Drawing from a large body of evidence throughout the last century, Piketty returns his readers to the fundamentals of political economy. Piketty argues that the main driver of inequality is the tendency of returns on capital to exceed the rate of economic growth. He argues that the arising extreme inequality undermines the very democratic values that allow for a capitalist system to thrive. He calls for political action to help curb the excesses of capitalism.

Piketty's argument builds on data collected in industrialised countries. However, the implications of his argument are even more poignant for African economies whose growth is starting off from a base of inequality, discontent and general distrust of public institutions. It took the western world centuries of slow accumulation of capital and the manifestation of inequalities. Latecomer economies such as African countries may have to contend with these challenges much sooner that it took industrialised countries to manifest them.

There are at least two important implications of Piketty's work for Africa. First, the continent does not have the kinds of social institutions that can help to reduce the social, economic and political impacts of widening inequalities. European nations experimented with a wide range of social programmes aimed at addressing the challenge. They could do so partly because they could build new political institutions to address observable changes in society. Africa is likely to be faced with a grimmer outlook because institutional innovation is likely to be much slower than economic growth.

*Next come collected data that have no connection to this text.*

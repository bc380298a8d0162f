use crate::error::ReportError;
use once_cell::sync::Lazy;
use regex::Regex;
use serde::{Deserialize, Serialize};
use std::path::{Path, PathBuf};

/// Mail transport settings with the production defaults baked in
///
/// An optional TOML file can override any subset of these; missing keys
/// fall back to the defaults.
#[derive(Debug, Clone, Serialize, Deserialize)]
#[serde(default)]
pub struct MailerConfig {
    /// SMTP relay to hand the report to (plaintext, no authentication)
    pub relay_host: String,
    /// Relay port
    pub relay_port: u16,
    /// Name of the report file, created in the working directory and
    /// reused as the attachment filename
    pub report_filename: String,
}

impl Default for MailerConfig {
    fn default() -> Self {
        MailerConfig {
            relay_host: "relay.smhplus.org".to_string(),
            relay_port: 25,
            report_filename: "failures.csv".to_string(),
        }
    }
}

impl MailerConfig {
    /// Load mailer settings from a TOML file
    pub fn from_file(path: &Path) -> Result<Self, ReportError> {
        let contents =
            std::fs::read_to_string(path).map_err(|e| ReportError::file_access(path, e))?;
        toml::from_str(&contents).map_err(|e| {
            ReportError::Configuration(format!("{} is not a valid config file: {}", path.display(), e))
        })
    }
}

/// Validated run configuration, immutable after construction
#[derive(Debug, Clone)]
pub struct RunConfig {
    /// Syslog file to scan
    pub log_file: PathBuf,
    /// Sender address for the report email
    pub from: String,
    /// Recipient addresses, in the order given on the command line
    pub to: Vec<String>,
    /// Mail transport settings
    pub mailer: MailerConfig,
}

static EMAIL_ADDRESS: Lazy<Regex> = Lazy::new(|| {
    Regex::new(r"^[A-Za-z0-9._%+-]+@[A-Za-z0-9.-]+\.[A-Za-z]{2,}$")
        .expect("email address pattern is valid")
});

/// Check one address against the local-part @ domain syntax (the domain
/// must contain at least one dot)
pub fn is_valid_email(address: &str) -> bool {
    EMAIL_ADDRESS.is_match(address)
}

impl RunConfig {
    /// Validate the raw command-line inputs once, up front
    ///
    /// The recipient list is split on commas without trimming, and every
    /// entry is validated independently, including a lone recipient with
    /// no comma. The error names the offending address.
    pub fn new(
        log_file: PathBuf,
        from: String,
        to_csv: &str,
        mailer: MailerConfig,
    ) -> Result<Self, ReportError> {
        if !log_file.exists() {
            return Err(ReportError::Configuration(format!(
                "{} is not a valid file",
                log_file.display()
            )));
        }

        if !is_valid_email(&from) {
            return Err(ReportError::Configuration(format!(
                "{} is not a valid email",
                from
            )));
        }

        let to: Vec<String> = to_csv.split(',').map(str::to_string).collect();
        for address in &to {
            if !is_valid_email(address) {
                return Err(ReportError::Configuration(format!(
                    "{} is not a valid email",
                    address
                )));
            }
        }

        Ok(RunConfig {
            log_file,
            from,
            to,
            mailer,
        })
    }
}

#[cfg(test)]
mod tests {
    use super::*;
    use std::io::Write;
    use tempfile::NamedTempFile;

    #[test]
    fn test_email_syntax() {
        assert!(is_valid_email("caiena78@gmail.com"));
        assert!(is_valid_email("first.last+tag@sub.example.org"));
        assert!(!is_valid_email("not-an-email"));
        assert!(!is_valid_email("user@nodot"));
        assert!(!is_valid_email("user@example.com extra"));
        assert!(!is_valid_email(""));
    }

    #[test]
    fn test_valid_config() {
        let file = NamedTempFile::new().unwrap();
        let config = RunConfig::new(
            file.path().to_path_buf(),
            "ops@example.com".to_string(),
            "a@example.com,b@example.com",
            MailerConfig::default(),
        )
        .unwrap();
        assert_eq!(config.to, vec!["a@example.com", "b@example.com"]);
    }

    #[test]
    fn test_missing_log_file_is_rejected() {
        let err = RunConfig::new(
            PathBuf::from("/nonexistent/syslog.txt"),
            "ops@example.com".to_string(),
            "a@example.com",
            MailerConfig::default(),
        )
        .unwrap_err();
        assert!(matches!(err, ReportError::Configuration(_)));
    }

    #[test]
    fn test_bad_sender_is_rejected() {
        let file = NamedTempFile::new().unwrap();
        let err = RunConfig::new(
            file.path().to_path_buf(),
            "not-an-email".to_string(),
            "a@example.com",
            MailerConfig::default(),
        )
        .unwrap_err();
        assert_eq!(err.to_string(), "not-an-email is not a valid email");
    }

    #[test]
    fn test_bad_recipient_in_list_is_named() {
        let file = NamedTempFile::new().unwrap();
        let err = RunConfig::new(
            file.path().to_path_buf(),
            "ops@example.com".to_string(),
            "a@example.com,bogus",
            MailerConfig::default(),
        )
        .unwrap_err();
        assert_eq!(err.to_string(), "bogus is not a valid email");
    }

    #[test]
    fn test_lone_bad_recipient_is_rejected() {
        // a single recipient with no comma gets the same validation
        let file = NamedTempFile::new().unwrap();
        let err = RunConfig::new(
            file.path().to_path_buf(),
            "ops@example.com".to_string(),
            "bogus",
            MailerConfig::default(),
        )
        .unwrap_err();
        assert_eq!(err.to_string(), "bogus is not a valid email");
    }

    #[test]
    fn test_padded_recipient_is_rejected() {
        // the list is split without trimming, so padding fails validation
        let file = NamedTempFile::new().unwrap();
        let err = RunConfig::new(
            file.path().to_path_buf(),
            "ops@example.com".to_string(),
            "a@example.com, b@example.com",
            MailerConfig::default(),
        )
        .unwrap_err();
        assert_eq!(err.to_string(), " b@example.com is not a valid email");
    }

    #[test]
    fn test_mailer_defaults() {
        let mailer = MailerConfig::default();
        assert_eq!(mailer.relay_host, "relay.smhplus.org");
        assert_eq!(mailer.relay_port, 25);
        assert_eq!(mailer.report_filename, "failures.csv");
    }

    #[test]
    fn test_mailer_config_from_partial_toml() {
        let mut file = NamedTempFile::new().unwrap();
        writeln!(file, "relay_host = \"smtp.internal\"").unwrap();
        file.flush().unwrap();

        let mailer = MailerConfig::from_file(file.path()).unwrap();
        assert_eq!(mailer.relay_host, "smtp.internal");
        assert_eq!(mailer.relay_port, 25);
        assert_eq!(mailer.report_filename, "failures.csv");
    }

    #[test]
    fn test_mailer_config_bad_toml_is_configuration_error() {
        let mut file = NamedTempFile::new().unwrap();
        writeln!(file, "relay_port = \"not a port\"").unwrap();
        file.flush().unwrap();

        let err = MailerConfig::from_file(file.path()).unwrap_err();
        assert!(matches!(err, ReportError::Configuration(_)));
    }
}
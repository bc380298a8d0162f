pub mod alerting;
pub mod config;
pub mod error;
pub mod input;
pub mod models;
pub mod output;

// Re-export commonly used types
pub use alerting::Mailer;
pub use config::{MailerConfig, RunConfig};
pub use error::ReportError;
pub use input::{match_line, scan_file};
pub use models::FailureRecord;
pub use output::write_report;
//! Persistence layer for the Booksa backend.
//!
//! This crate contains:
//! - Database connection management
//! - Entity definitions (database row mappings)
//! - Repository implementations

pub mod db;
pub mod entities;
pub mod metrics;
pub mod repositories;
//! Database connection pool management.

use sqlx::postgres::PgPoolOptions;
use sqlx::PgPool;
use std::time::Duration;

/// Database configuration.
#[derive(Debug, Clone)]
pub struct DatabaseConfig {
    pub url: String,
    pub max_connections: u32,
    pub min_connections: u32,
    pub connect_timeout_secs: u64,
    pub idle_timeout_secs: u64,
}

/// Creates a PostgreSQL connection pool with the given configuration.
pub async fn create_pool(config: &DatabaseConfig) -> Result<PgPool, sqlx::Error> {
    PgPoolOptions::new()
        .max_connections(config.max_connections)
        .min_connections(config.min_connections)
        .acquire_timeout(Duration::from_secs(config.connect_timeout_secs))
        .idle_timeout(Duration::from_secs(config.idle_timeout_secs))
        .connect(&config.url)
        .await
}

/// Creates a lazy pool that connects on first use.
///
/// Handy for tests and tooling that build the application without a
/// reachable database.
pub fn create_lazy_pool(config: &DatabaseConfig) -> Result<PgPool, sqlx::Error> {
    Ok(PgPoolOptions::new()
        .max_connections(config.max_connections)
        .min_connections(config.min_connections)
        .acquire_timeout(Duration::from_secs(config.connect_timeout_secs))
        .idle_timeout(Duration::from_secs(config.idle_timeout_secs))
        .connect_lazy(&config.url)?)
}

The second, and more positive implication of the work for Africa, is the possibility of building new institutions from scratch. Unlike Europe or the US, which have more entrenched political institutions, Africa has greater scope for political innovation. The forces of incumbency are not as dominant and as entrenched as in the industrialised countries.

Piketty offers a convincing diagnosis of the problem. However, he says the magnitude of the challenge is so significant that the state cannot simply perform redistributive functions.

Implementing the kinds of measures that Piketty recommends to address inequality requires a more activist state than what is envisaged in the book. For example, he acknowledges that "if the supply of skills does not increase at the same pace as the needs of technology, then groups whose training is not sufficiently advanced will earn less and will be relegated to devalued lines of work".

In fact, technological advances are making it even harder for social groups relying on cheap labour to actually exist. In Piketty's own words, "the educational system must increase its supply of new types of training and its output of skills at a sufficiently rapid pace." He notes: "If inequality is to decrease, the supply of new skills must increase even more rapidly, especially for the least well-educated."

To address the challenges, especially under conditions of uncertainty, governments would need to take on new roles that require them to manage change. In other words, they will need to be entrepreneurial in creating opportunities, especially for the less well-off.

The book provides a broad basis upon which to look at this in relation to the critical roles of the state. Nascent economies in Africa, however, will find little in the book beyond the importance of taxation. They will have to complement the analysis with additional insights from other sources on how to create entrepreneurial states that are more suited the demands of contemporary African economies.